Guideline-Concordant Care and Clinician and Clinic Characteristics for Patients With Schizophrenia
Author Department
Healthcare Quality
Document Type
Article, Peer-reviewed
Publication Date
12-2025
Abstract
Importance: Guideline-concordant care of schizophrenia remains low despite available evidence-based treatments. Primary care providers (PCPs; primary care clinicians) and psychiatric advanced practice practitioners (APPs) increasingly deliver specialty mental health care, but whether care quality differs by clinician or clinic type or patient mix is unclear.
Objective: To assess whether clinician or clinic specialty and higher schizophrenia caseload intensity are associated with receipt of guideline-concordant schizophrenia care.
Design, setting, and participants: This cross-sectional study (January 1, 2014, to December 31, 2021) used multivariable logistic regression to assess associations between clinician or clinic specialty and guideline-concordant care, adjusting for patient and zip code characteristics.
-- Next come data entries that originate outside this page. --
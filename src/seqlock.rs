//! SeqLock cell for the published segment geometry
//!
//! The owner is the only writer. The peer reads a consistent snapshot
//! without blocking the owner; it simply retries if a publish raced the read.
//!
//! # Performance
//! - Publish: two atomic stores + a small copy
//! - Read: one copy, retried only while a publish is in progress

use std::cell::UnsafeCell;
use std::sync::atomic::{fence, AtomicU64, Ordering};

/// A sequence-locked value living in shared memory
#[repr(C)]
pub struct SeqCell<T: Copy> {
    /// Sequence number: odd = write in progress, even = stable
    sequence: AtomicU64,
    value: UnsafeCell<T>,
}

// SAFETY: readers never observe a torn value (they retry), and there is a
// single writer by protocol.
unsafe impl<T: Copy + Send> Sync for SeqCell<T> {}

impl<T: Copy> SeqCell<T> {
    /// Initialize the cell in place
    ///
    /// # Safety
    /// `ptr` must be valid, aligned and not yet visible to any reader.
    pub unsafe fn init(ptr: *mut Self, value: T) {
        std::ptr::addr_of_mut!((*ptr).sequence).write(AtomicU64::new(0));
        std::ptr::addr_of_mut!((*ptr).value).write(UnsafeCell::new(value));
    }

    /// Publish a new value
    ///
    /// This will:
    /// 1. Increment sequence to odd (signal write starting)
    /// 2. Copy the value
    /// 3. Increment sequence to even (signal write complete)
    pub fn publish(&self, value: &T) {
        let seq = self.sequence.load(Ordering::Relaxed);
        self.sequence.store(seq.wrapping_add(1), Ordering::Relaxed);
        fence(Ordering::Release);

        unsafe {
            std::ptr::write_volatile(self.value.get(), *value);
        }

        self.sequence.store(seq.wrapping_add(2), Ordering::Release);
    }

    /// Read a consistent snapshot, spinning while a publish is in progress
    pub fn read(&self) -> T {
        loop {
            if let Some(value) = self.try_read() {
                return value;
            }
            core::hint::spin_loop();
        }
    }

    /// Try to read once without spinning
    ///
    /// Returns `None` if a publish was in progress or raced the read.
    pub fn try_read(&self) -> Option<T> {
        let seq1 = self.sequence.load(Ordering::Acquire);
        if seq1 & 1 == 1 {
            return None;
        }

        let value = unsafe { std::ptr::read_volatile(self.value.get()) };

        fence(Ordering::Acquire);
        let seq2 = self.sequence.load(Ordering::Relaxed);
        (seq1 == seq2).then_some(value)
    }

    /// Number of completed publishes
    pub fn generation(&self) -> u64 {
        self.sequence.load(Ordering::Acquire) / 2
    }
}

#[cfg(test)]
mod tests {
    use super::*;
    use std::mem::MaybeUninit;
    use std::sync::atomic::AtomicBool;
    use std::sync::Arc;
    use std::thread;

    #[derive(Clone, Copy, Debug, PartialEq)]
    struct Pair {
        a: u64,
        b: u64,
    }

    fn new_cell(value: Pair) -> Box<SeqCell<Pair>> {
        let mut slot = Box::new(MaybeUninit::<SeqCell<Pair>>::uninit());
        unsafe {
            SeqCell::init(slot.as_mut_ptr(), value);
            Box::from_raw(Box::into_raw(slot).cast::<SeqCell<Pair>>())
        }
    }

    #[test]
    fn test_seqcell_basic() {
        let cell = new_cell(Pair { a: 1, b: 1 });
        assert_eq!(cell.generation(), 0);

        cell.publish(&Pair { a: 7, b: 7 });
        assert_eq!(cell.read(), Pair { a: 7, b: 7 });
        assert_eq!(cell.generation(), 1);
    }

    #[test]
    fn test_seqcell_no_torn_reads() {
        let cell: Arc<SeqCell<Pair>> = Arc::from(new_cell(Pair { a: 0, b: 0 }));
        let stop = Arc::new(AtomicBool::new(false));

        let writer = {
            let cell = Arc::clone(&cell);
            let stop = Arc::clone(&stop);
            thread::spawn(move || {
                let mut i = 0u64;
                while !stop.load(Ordering::Relaxed) {
                    i += 1;
                    cell.publish(&Pair { a: i, b: i });
                }
            })
        };

        for _ in 0..10_000 {
            let snapshot = cell.read();
            assert_eq!(snapshot.a, snapshot.b);
        }

        stop.store(true, Ordering::Relaxed);
        writer.join().unwrap();
    }
}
Some models included interactions between specialty and a high schizophrenia caseload intensity indicator to examine associations within specialties. Insured individuals aged 18 to 64 years with schizophrenia from the Massachusetts All Payer Claims Database were studied. Analysis was completed between August 1, 2024, and September 25, 2025.
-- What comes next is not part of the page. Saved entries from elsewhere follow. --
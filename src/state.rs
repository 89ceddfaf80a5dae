//! Segment state machine and subsegment negotiation
//!
//! ```text
//! Connecting --register--> Preroll --activate--> Active <--ack/reject-- Resizing
//!                             |                    |  --resize request-->  |
//!                             +--terminate--> Dead <---- terminate / peer loss / grow failure
//! ```

use crate::config::TransportConfig;
use crate::error::{FrameLinkError, Result};
use crate::event::SegmentKind;
use crate::layout::Geometry;
use std::collections::{HashMap, VecDeque};
use std::time::Instant;

/// Lifecycle of one segment, tracked independently on each side
#[derive(Debug, Clone, Copy, PartialEq, Eq, Default)]
pub enum SegmentState {
    /// Mapped, no control traffic yet
    #[default]
    Connecting,
    /// Client registered; waiting for the owner to activate
    Preroll,
    /// Steady state
    Active,
    /// Geometry renegotiation in progress
    Resizing,
    /// Terminal
    Dead,
}

/// Inputs to the state machine
#[derive(Debug, Clone, Copy, PartialEq, Eq)]
pub enum Transition {
    Register,
    Activate,
    ResizeRequest,
    ResizeAck,
    ResizeRejected,
    /// The owner could not grow the backing store
    ResizeFailed,
    Terminate,
    PeerLost,
}

impl SegmentState {
    /// Apply a transition, or explain why it does not apply here
    ///
    /// Terminate and peer loss are accepted from every state. Everything
    /// else on a dead segment is `SegmentClosed`.
    pub fn apply(self, transition: Transition) -> Result<SegmentState> {
        use SegmentState::*;
        use Transition as T;

        let next = match (self, transition) {
            (_, T::Terminate) | (_, T::PeerLost) => Dead,
            (Dead, _) => return Err(FrameLinkError::SegmentClosed),
            (Connecting, T::Register) => Preroll,
            (Preroll, T::Activate) => Active,
            (Active, T::ResizeRequest) => Resizing,
            (Resizing, T::ResizeAck) | (Resizing, T::ResizeRejected) => Active,
            (Resizing, T::ResizeFailed) => Dead,
            (state, t) => {
                return Err(FrameLinkError::InvalidState {
                    op: transition_name(t),
                    state: format!("{:?}", state),
                })
            }
        };
        Ok(next)
    }

    pub fn is_dead(self) -> bool {
        self == SegmentState::Dead
    }

    /// Fail with `SegmentClosed` once dead
    pub fn ensure_open(self) -> Result<()> {
        if self.is_dead() {
            return Err(FrameLinkError::SegmentClosed);
        }
        Ok(())
    }
}

fn transition_name(t: Transition) -> &'static str {
    match t {
        Transition::Register => "register",
        Transition::Activate => "activate",
        Transition::ResizeRequest => "resize request",
        Transition::ResizeAck => "resize ack",
        Transition::ResizeRejected => "resize reject",
        Transition::ResizeFailed => "resize failure",
        Transition::Terminate => "terminate",
        Transition::PeerLost => "peer loss",
    }
}

/// A subsegment request as seen by the owner
#[derive(Debug, Clone, Copy, PartialEq, Eq)]
pub struct SubsegmentRequest {
    pub request_id: u32,
    pub purpose: SegmentKind,
    pub width: u32,
    pub height: u32,
}

impl SubsegmentRequest {
    pub fn geometry(&self) -> Geometry {
        Geometry::new(self.width, self.height)
    }
}

/// Why the broker refused a request outright
#[derive(Debug, Clone, Copy, PartialEq, Eq)]
pub enum RejectReason {
    /// Live + queued subsegments already at `max_subsegments`
    CapReached,
    /// Too many requests waiting behind a resize or another negotiation
    QueueFull,
    /// Zero or over-limit dimensions
    InvalidGeometry,
    /// Same id already queued or under negotiation
    Duplicate,
}

/// Owner-side queue of subsegment requests
///
/// Requests that arrive while the owner is resizing or already negotiating
/// another subsegment wait here, up to a bound; anything beyond the bound or
/// the subsegment cap is rejected explicitly.
#[derive(Debug)]
pub struct SubsegmentBroker {
    pending: VecDeque<SubsegmentRequest>,
    negotiating: Option<SubsegmentRequest>,
    live: usize,
    max_live: usize,
    max_pending: usize,
    max_width: u32,
    max_height: u32,
}

impl SubsegmentBroker {
    pub fn new(config: &TransportConfig) -> Self {
        Self {
            pending: VecDeque::new(),
            negotiating: None,
            live: 0,
            max_live: config.max_subsegments,
            max_pending: config.max_pending_requests,
            max_width: config.max_width,
            max_height: config.max_height,
        }
    }

    /// Accept a request into the queue, or say why it is refused
    pub fn submit(&mut self, request: SubsegmentRequest) -> std::result::Result<(), RejectReason> {
        if request
            .geometry()
            .validate(self.max_width, self.max_height)
            .is_err()
        {
            return Err(RejectReason::InvalidGeometry);
        }
        let mut known = self.negotiating.iter().chain(self.pending.iter());
        if known.any(|r| r.request_id == request.request_id) {
            return Err(RejectReason::Duplicate);
        }
        if self.live + self.pending.len() + self.negotiating.is_some() as usize >= self.max_live {
            return Err(RejectReason::CapReached);
        }
        if self.pending.len() >= self.max_pending {
            return Err(RejectReason::QueueFull);
        }
        self.pending.push_back(request);
        Ok(())
    }

    /// Hand out the next request, one negotiation at a time
    ///
    /// Returns `None` while `busy` (owner resizing) or while a previous
    /// request is still being answered.
    pub fn next(&mut self, busy: bool) -> Option<SubsegmentRequest> {
        if busy || self.negotiating.is_some() {
            return None;
        }
        let request = self.pending.pop_front()?;
        self.negotiating = Some(request);
        Some(request)
    }

    /// The request currently being negotiated
    pub fn negotiating(&self) -> Option<SubsegmentRequest> {
        self.negotiating
    }

    /// Close the current negotiation; `granted` counts it as live
    ///
    /// Returns `false` if `request_id` is not the one being negotiated.
    pub fn finish(&mut self, request_id: u32, granted: bool) -> bool {
        match self.negotiating {
            Some(r) if r.request_id == request_id => {
                self.negotiating = None;
                if granted {
                    self.live += 1;
                }
                true
            }
            _ => false,
        }
    }

    /// Resynchronize the live count with the subsegments still alive
    pub fn set_live(&mut self, live: usize) {
        self.live = live;
    }

    pub fn live(&self) -> usize {
        self.live
    }

    pub fn pending(&self) -> usize {
        self.pending.len()
    }

    /// Drop every queued request, returning them so each can be answered
    pub fn drain(&mut self) -> Vec<SubsegmentRequest> {
        self.negotiating.take().into_iter().chain(self.pending.drain(..)).collect()
    }
}

/// Requester-side view of one subsegment request
#[derive(Debug, Clone, Copy, PartialEq, Eq)]
pub enum SubsegmentState {
    Requested,
    Granted,
    Rejected,
}

/// What the requester should do with an incoming answer
#[derive(Debug, Clone, Copy, PartialEq, Eq)]
pub enum Answer {
    /// First grant for an outstanding request: attach the child
    Attach,
    /// First reject for an outstanding request
    Rejected,
    /// Late, duplicate or unknown; drop it (close any handle)
    Ignore,
}

#[derive(Debug, Clone, Copy)]
struct Outstanding {
    purpose: SegmentKind,
    deadline: Instant,
}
Exposures: Clinician or clinic specialty and schizophrenia caseload intensity.
Main outcomes and measures: Binary indicators of high medication adherence, any receipt of psychosocial services, routine receipt of psychotherapy, high inpatient use, and receipt of antipsychotic-related diabetes screening.
Results: The final analytic sample included 29 713 person-year observations (18 772 [63.2%] male; 5569 [63.2%] aged 35-64 years). Among these, 12 104 (40.7%) were attributed to psychiatrists, 3144 (10.6%) to psychiatric APPs, 6626 (22.3%) to mental health clinics, and 7839 (26.4%) to PCPs. In adjusted regressions, patients of psychiatric APPs or mental health clinics had higher probabilities of receiving psychosocial services (APP vs psychiatrist: 80.1% vs 72.1%, P < .001; mental health clinic vs psychiatrist: 87.1% vs 72.1%, P < .001) and routine psychotherapy (APP vs psychiatrist: 30.4% vs 24.0%, P < .001; mental health clinic vs psychiatrist: 35.2% vs 24.0%, P < .001) than patients of psychiatrists; antipsychotic adherence was similar or higher. In contrast, those with PCPs were less likely to receive psychosocial services (-15.85 percentage points [pp]; 95% CI, -18.40 to -13.30 pp) or routine psychotherapy (-16.42 pp; 95% CI, -17.80 to -15.05 pp) but more likely to receive antipsychotic-related diabetes screening (5.66 pp; 95% CI, 4.02-7.30 pp). High inpatient use did not significantly differ. Attribution to PCPs with higher schizophrenia caseload intensity was not consistently associated with improved outcomes across specialties.
Conclusions and relevance: In this cross-sectional study, guideline-concordant care was similar for patients of psychiatric APPs, mental health clinics, and psychiatrists, but patients of PCPs were less likely to receive psychosocial or psychotherapy services, although higher schizophrenia caseload intensity may mitigate this gap. Strategies to improve care across specialties are needed because overall rates remain low.
Recommended Citation
Chen AY, Simon GE, Ericson KM, Zeber JE, Qian J, Geissler KH. Guideline-Concordant Care and Clinician and Clinic Characteristics for Patients With Schizophrenia. JAMA Netw Open. 2025 Dec 1;8(12):e2549130. doi: 10.1001/jamanetworkopen.2025.49130.